Que se passerait-il si je lâchais les flics sur lui ? Le véhicule dont il fait le plein est une voiture de patrouille de San Francisco – avec cages d’acier sur les pare-chocs et rampes lumineuses le long du toit. Scénario catastrophe : Waverly dispose de la coopération de la police, les tueurs remontent jusqu’à moi par mon coup de téléphone, m’éliminent, trouvent Albion…

« Annulation », dis-je.

Merde. J’appelle un AutoTaxi et reçois un ping quelques minutes plus tard, quand il s’engage dans le parking du Starbucks. Je me niche sur la banquette arrière. Le taxi me demande s’il doit débiter mon compte personnel mais je refuse.

« En liquide », dis-je, cherchant dans mon portefeuille de quoi couvrir le prix de la course. Je donne l’adresse de mon hôtel puis refuse les options « itinéraire panoramique » et « visite guidée de la ville ». Un coup d’œil par la lunette arrière alors que la station-service rapetisse dans le lointain m’apprend que le flic est encore à la pompe.

J’appelle Albion.

Son avatar est une hirondelle.

« Dominic ?

– Il faut que tu partes. Quitte ton appartement sur-le-champ. Je suis dans un taxi, je retourne à mon hôtel, et j’ai vu un des hommes qui ont tué Mook. Je crois que c’était l’un d’eux…

– Doucement, m’intime-t-elle. Explique-moi ça.

– Il y a un Starbucks pas loin de chez toi, avec une station-service juste en face. Shell, je crois. J’ai cru voir un des hommes qui ont tué Mook. Un seul… déguisé en policier. Je ne sais pas où sont les deux autres. Il est tout près de chez toi, donc il vient peut-être te chercher. Il faut que tu partes. Tout de…
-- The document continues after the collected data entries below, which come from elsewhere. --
//! Domain model for shared player islands: entities, the rank hierarchy,
//! capability resolution, gameplay rules and the leaderboard projection.

pub mod error;
pub mod ids;
pub mod leaderboard;
pub mod model;
pub mod permission;
pub mod rank;
pub mod rules;
pub mod time;

pub use error::{IsleError, IsleResult};
pub use ids::*;
pub use leaderboard::{fill_slots, top_n, TopSlot};
pub use model::*;
pub use permission::{Capability, PermissionResolver};
pub use rank::{demotion, promotion, Demotion, Rank};
pub use rules::{IslandRules, MissionDef};
pub use time::now_millis;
– Est-ce que tu es en sécurité, Dominic ?

– Ça va, lui dis-je. Je ne crois pas qu’il m’ait vu.

– Rentre à ton hôtel. Appelle-moi en arrivant. Sois prêt à repartir. Verrouille les portes. N’ouvre à personne, c’est bien compris ?

– Il faut que tu partes, ne puis-je m’empêcher de répéter.

– Je vais le faire, dit-elle. À quel hôtel es-tu descendu ? »

Je lui en transfère l’adresse, et elle se déconnecte.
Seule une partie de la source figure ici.